Beginning at the I-95 interchange in southeastern Duval as the West Beltway, the beltway travels west, passes through the Mandarin area with interchanges at Old St. Augustine Road, and SR 13 (San Jose Boulevard). It then travels along the 3 mi Buckman Bridge crossing the St. Johns River immediately south of Naval Air Station Jacksonville (NASJAX) and serves as a major connection in the southern part of Jacksonville. At the western end of the river, I-295 continues west, serving as the border between Clay and Duval counties running just north of the town of Orange Park with interchanges at US Route 17 (US 17)/SR 15 (Roosevelt Boulevard) and SR 21 (Blanding Boulevard), serving NASJAX and Clay County. Before turning north through the Westside of Duval County, the freeway also has a full interchange at east–west connector Collins Road to serve the Argyle and Oak Leaf areas in addition to NASJAX. Continuing north, with full interchanges at SR 134 (103rd Street), SR 208 (Wilson Boulevard), and SR 228 (Normandy Boulevard), I-295, the west half of Jacksonville's Beltway reaches its interchange with I-10 approximately 6 mi west of Downtown, then crosses over US 90 (Beaver Street), a railroad, and a creek, and then continues into Northern Duval.
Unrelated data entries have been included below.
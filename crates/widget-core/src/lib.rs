//! widget-core
//!
//! Building blocks of the widget request consumer: a worker that drains an
//! inbox one request at a time, validates each request, and applies it to one
//! of two storage strategies.
//!
//! # Modules
//! - **domain**: WidgetRequest, Widget, schema check, error types
//! - **ports**: ObjectStore, TableStore, RequestSource, WidgetStorage
//! - **impls**: in-memory and directory-backed adapters, inbox source, storages
//! - **app**: config, builder, dispatcher, consumer loop
//! - **observability**: tracing subscriber setup

pub mod app;
pub mod domain;
pub mod impls;
pub mod observability;
pub mod ports;

pub use app::{ConsumerBuilder, ConsumerConfig, ConsumerLoop, CycleOutcome, StorageStrategy};
pub use domain::{ConsumerError, RequestKind, WidgetRequest};
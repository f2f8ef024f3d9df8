//! Widget - the persisted shape of a create request.

use std::collections::BTreeMap;

use super::request::WidgetRequest;

/// Column holding the table key.
pub const WIDGET_ID_COLUMN: &str = "widget_id";

/// A flat table row: column name -> string value.
pub type TableItem = BTreeMap<String, String>;

/// Widget is the record written by a create request.
///
/// `extensions` keeps `otherAttributes` in request order; flattening happens in
/// `to_item`.
#[derive(Debug, Clone, PartialEq, Eq)]
pub struct Widget {
    pub widget_id: String,
    pub owner: String,
    pub label: Option<String>,
    pub description: Option<String>,
    pub extensions: Vec<(String, String)>,
}

impl Widget {
    pub fn from_request(request: &WidgetRequest) -> Self {
        Self {
            widget_id: request.widget_id.clone(),
            owner: request.owner.clone(),
            label: request.label.clone(),
            description: request.description.clone(),
            extensions: request
                .attributes()
                .iter()
                .map(|attr| (attr.name.clone(), attr.value.clone()))
                .collect(),
        }
    }

    /// Flatten into a table row.
    ///
    /// Extension columns are applied after the core columns, so an attribute
    /// named `label`, `owner` or even `widget_id` silently replaces it. Later
    /// attributes win over earlier ones with the same name.
    pub fn to_item(&self) -> TableItem {
        let mut item = TableItem::new();
        item.insert(WIDGET_ID_COLUMN.to_string(), self.widget_id.clone());
        item.insert("owner".to_string(), self.owner.clone());
        if let Some(label) = &self.label {
            item.insert("label".to_string(), label.clone());
        }
        if let Some(description) = &self.description {
            item.insert("description".to_string(), description.clone());
        }
        for (name, value) in &self.extensions {
            item.insert(name.clone(), value.clone());
        }
        item
    }
}

/// Path segment derived from an owner: lower-cased, spaces become hyphens.
pub fn owner_slug(owner: &str) -> String {
    owner.replace(' ', "-").to_lowercase()
}

/// Object key of a widget in the document store: `{prefix}/{owner-slug}/{id}`.
///
/// The key depends on `owner`, so a delete must carry the owner used at create
/// time or it targets a key that does not exist.
pub fn document_key(prefix: &str, owner: &str, widget_id: &str) -> String {
    format!("{}/{}/{}", prefix, owner_slug(owner), widget_id)
}

#[cfg(test)]
mod tests {
    use super::*;
    use crate::domain::request::RequestKind;

    #[test]
    fn document_key_uses_owner_slug() {
        assert_eq!(document_key("widgets", "Jane Doe", "w1"), "widgets/jane-doe/w1");
        assert_eq!(owner_slug("Mary  Ann SMITH"), "mary--ann-smith");
    }

    #[test]
    fn item_flattens_attributes_after_core_fields() {
        let request = WidgetRequest::new(RequestKind::Create, "r1", "w1", "Jane Doe")
            .with_label("L")
            .with_description("D")
            .with_attribute("color", "red")
            .with_attribute("label", "overridden")
            .with_attribute("color", "blue");

        let item = Widget::from_request(&request).to_item();

        assert_eq!(item.get("widget_id").map(String::as_str), Some("w1"));
        assert_eq!(item.get("owner").map(String::as_str), Some("Jane Doe"));
        assert_eq!(item.get("label").map(String::as_str), Some("overridden"));
        assert_eq!(item.get("description").map(String::as_str), Some("D"));
        assert_eq!(item.get("color").map(String::as_str), Some("blue"));
        assert_eq!(item.len(), 5);
    }

    #[test]
    fn item_omits_absent_optional_fields() {
        let request = WidgetRequest::new(RequestKind::Create, "r1", "w1", "Jane Doe");
        let item = Widget::from_request(&request).to_item();
        assert!(!item.contains_key("label"));
        assert!(!item.contains_key("description"));
    }
}
use std::path::PathBuf;
use std::process::ExitCode;
use std::sync::Arc;

use clap::Parser;
use widget_core::app::config::{DEFAULT_MAX_SOURCE_FAILURES, DEFAULT_POLL_INTERVAL_MS};
use widget_core::app::{ConsumerBuilder, ConsumerConfig, StorageStrategy};
use widget_core::impls::{FsObjectStore, FsTableStore};
use widget_core::observability::{LogFormat, init_tracing};

#[derive(Parser, Debug)]
#[command(name = "widget-consumer")]
#[command(about = "Drain widget requests from an inbox into document or table storage", long_about = None)]
struct Args {
    /// Storage strategy: document or table (legacy names bucket3 and dynamodb)
    #[arg(short, long)]
    storage: StorageStrategy,

    /// Directory polled for request files (must exist)
    #[arg(long, default_value = "data/requests")]
    inbox_dir: PathBuf,

    /// Root of the document store
    #[arg(long, default_value = "data/web")]
    documents_dir: PathBuf,

    /// Directory of the widget table
    #[arg(long, default_value = "data/widgets")]
    table_dir: PathBuf,

    /// Pause between polls of an empty inbox, in milliseconds
    #[arg(long, default_value_t = DEFAULT_POLL_INTERVAL_MS)]
    poll_interval_ms: u64,

    /// Consecutive inbox failures before exiting (0 = never)
    #[arg(long, default_value_t = DEFAULT_MAX_SOURCE_FAILURES)]
    max_source_failures: u32,

    /// Log output format (human or json)
    #[arg(long, default_value = "human")]
    log_format: LogFormat,
}

impl Args {
    fn config(&self) -> ConsumerConfig {
        let mut config = ConsumerConfig::new(self.storage);
        config.poll_interval_ms = self.poll_interval_ms;
        config.max_source_failures = self.max_source_failures;
        config
    }
}

async fn run(args: Args) -> Result<(), Box<dyn std::error::Error>> {
    let config = args.config();
    let mut builder =
        ConsumerBuilder::new(config.clone()).inbox(Arc::new(FsObjectStore::new(&args.inbox_dir)));

    // only the selected backend is opened
    builder = match config.storage {
        StorageStrategy::Document => {
            let documents = FsObjectStore::create(&args.documents_dir).await?;
            builder.document_store(Arc::new(documents))
        }
        StorageStrategy::Table => {
            let table = FsTableStore::open(&args.table_dir).await?;
            builder.table_store(Arc::new(table))
        }
    };

    let mut consumer = builder.build()?;
    tracing::info!(
        inbox = %args.inbox_dir.display(),
        storage = %config.storage,
        "widget consumer ready"
    );
    consumer.run().await?;
    Ok(())
}

#[tokio::main]
async fn main() -> ExitCode {
    let args = Args::parse();
    if let Err(e) = init_tracing(args.log_format) {
        eprintln!("failed to initialize logging: {e}");
        return ExitCode::FAILURE;
    }

    match run(args).await {
        Ok(()) => ExitCode::SUCCESS,
        Err(e) => {
            tracing::error!(error = %e, "widget consumer stopped");
            ExitCode::FAILURE
        }
    }
}

#[cfg(test)]
mod tests {
    use super::*;

    #[test]
    fn storage_accepts_legacy_names() {
        let args = Args::try_parse_from(["widget-consumer", "-s", "dynamodb"]).unwrap();
        assert_eq!(args.storage, StorageStrategy::Table);
        let args = Args::try_parse_from(["widget-consumer", "--storage", "bucket3"]).unwrap();
        assert_eq!(args.config(), ConsumerConfig::new(StorageStrategy::Document));
    }

    #[test]
    fn unknown_storage_is_rejected() {
        assert!(Args::try_parse_from(["widget-consumer", "-s", "s3"]).is_err());
        assert!(Args::try_parse_from(["widget-consumer"]).is_err());
    }
}
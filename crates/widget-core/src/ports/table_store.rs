//! TableStore port - a key/value table of flat string rows (DynamoDB-like)

use async_trait::async_trait;

use crate::domain::{StoreError, TableItem};

/// TableStore keys every row by one column (`widget_id` for widgets).
///
/// # Contract
/// - `put_item` overwrites any row with the same key
/// - `delete_item` of a missing key succeeds
#[async_trait]
pub trait TableStore: Send + Sync {
    async fn put_item(&self, item: TableItem) -> Result<(), StoreError>;

    async fn get_item(&self, key: &str) -> Result<Option<TableItem>, StoreError>;

    async fn delete_item(&self, key: &str) -> Result<(), StoreError>;
}
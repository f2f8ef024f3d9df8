//! DocumentStorage - widgets as JSON objects in an object store
//!
//! Key layout: `{prefix}/{owner-slug}/{widgetId}`. The body is the request as
//! received, unknown fields included.
//!
//! The owner is part of the key. A delete that carries a different owner than
//! the create misses the stored object and still reports success, because the
//! store treats deleting a missing key as a no-op.

use std::sync::Arc;

use async_trait::async_trait;

use crate::domain::{StorageError, WidgetRequest, document_key};
use crate::ports::{JSON_CONTENT_TYPE, ObjectStore, WidgetStorage};

pub const DEFAULT_DOCUMENT_PREFIX: &str = "widgets";

const BACKEND: &str = "document";

pub struct DocumentStorage {
    store: Arc<dyn ObjectStore>,
    prefix: String,
}

impl DocumentStorage {
    pub fn new(store: Arc<dyn ObjectStore>) -> Self {
        Self::with_prefix(store, DEFAULT_DOCUMENT_PREFIX)
    }

    pub fn with_prefix(store: Arc<dyn ObjectStore>, prefix: impl Into<String>) -> Self {
        Self {
            store,
            prefix: prefix.into(),
        }
    }

    pub fn key_for(&self, request: &WidgetRequest) -> String {
        document_key(&self.prefix, &request.owner, &request.widget_id)
    }
}

#[async_trait]
impl WidgetStorage for DocumentStorage {
    fn name(&self) -> &'static str {
        BACKEND
    }

    async fn write(&self, request: &WidgetRequest) -> Result<(), StorageError> {
        let key = self.key_for(request);
        let body = serde_json::to_vec(request).map_err(|source| StorageError::Encode {
            widget_id: request.widget_id.clone(),
            source,
        })?;

        self.store
            .put(&key, body, JSON_CONTENT_TYPE)
            .await
            .map_err(|source| StorageError::Write {
                backend: BACKEND,
                widget_id: request.widget_id.clone(),
                source,
            })?;

        tracing::info!(key = %key, request_id = %request.request_id, "widget stored in document store");
        Ok(())
    }

    async fn delete(&self, request: &WidgetRequest) -> Result<(), StorageError> {
        let key = self.key_for(request);
        self.store
            .delete(&key)
            .await
            .map_err(|source| StorageError::Delete {
                backend: BACKEND,
                widget_id: request.widget_id.clone(),
                source,
            })?;

        tracing::info!(key = %key, request_id = %request.request_id, "widget deleted from document store");
        Ok(())
    }
}

#[cfg(test)]
mod tests {
    use super::*;
    use crate::domain::{RequestKind, StoreError};
    use crate::impls::InMemoryObjectStore;
    use serde_json::{Value, json};

    fn storage(store: &InMemoryObjectStore) -> DocumentStorage {
        DocumentStorage::new(Arc::new(store.clone()))
    }

    fn create_request() -> WidgetRequest {
        WidgetRequest::new(RequestKind::Create, "r1", "w1", "Jane Doe")
            .with_label("L")
            .with_description("D")
            .with_attribute("color", "red")
    }

    #[tokio::test]
    async fn write_stores_request_json_under_owner_key() {
        let store = InMemoryObjectStore::new();
        storage(&store).write(&create_request()).await.unwrap();

        let object = store.object("widgets/jane-doe/w1").await.unwrap();
        assert_eq!(object.content_type, "application/json");
        let body: Value = serde_json::from_slice(&object.body).unwrap();
        assert_eq!(
            body,
            json!({
                "type": "create",
                "requestId": "r1",
                "widgetId": "w1",
                "owner": "Jane Doe",
                "label": "L",
                "description": "D",
                "otherAttributes": [{"name": "color", "value": "red"}]
            })
        );
    }

    #[tokio::test]
    async fn delete_with_matching_owner_removes_object() {
        let store = InMemoryObjectStore::new();
        let documents = storage(&store);
        documents.write(&create_request()).await.unwrap();

        let delete = WidgetRequest::new(RequestKind::Delete, "r2", "w1", "Jane Doe");
        documents.delete(&delete).await.unwrap();
        assert!(store.is_empty().await);
    }

    #[tokio::test]
    async fn delete_with_other_owner_misses_object() {
        let store = InMemoryObjectStore::new();
        let documents = storage(&store);
        documents.write(&create_request()).await.unwrap();

        let delete = WidgetRequest::new(RequestKind::Delete, "r2", "w1", "John Doe");
        documents.delete(&delete).await.unwrap();
        assert_eq!(store.keys().await, vec!["widgets/jane-doe/w1".to_string()]);
    }

    #[tokio::test]
    async fn store_failure_becomes_write_error() {
        let store = InMemoryObjectStore::new();
        store.set_available(false);
        let err = storage(&store).write(&create_request()).await.unwrap_err();
        assert!(matches!(
            err,
            StorageError::Write { backend: "document", source: StoreError::Unavailable(_), .. }
        ));
    }
}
North of the I-10 interchange, the western beltway loops around the northwest side of Jacksonville with full interchanges located at both Commonwealth Avenue and Pritchard Road, before curving northeast to an interchange at US 1/US 23 (New Kings Road). The road then crosses the Trout River before crossing SR 104 (Dunn Avenue), where this northern portion of the loop turns east, with interchanges at SR 115 (Lem Turner Road), SR 243 (International Airport Boulevard)/Duval Road, and I-95, all just south of Jacksonville International Airport, where the East Beltway begins.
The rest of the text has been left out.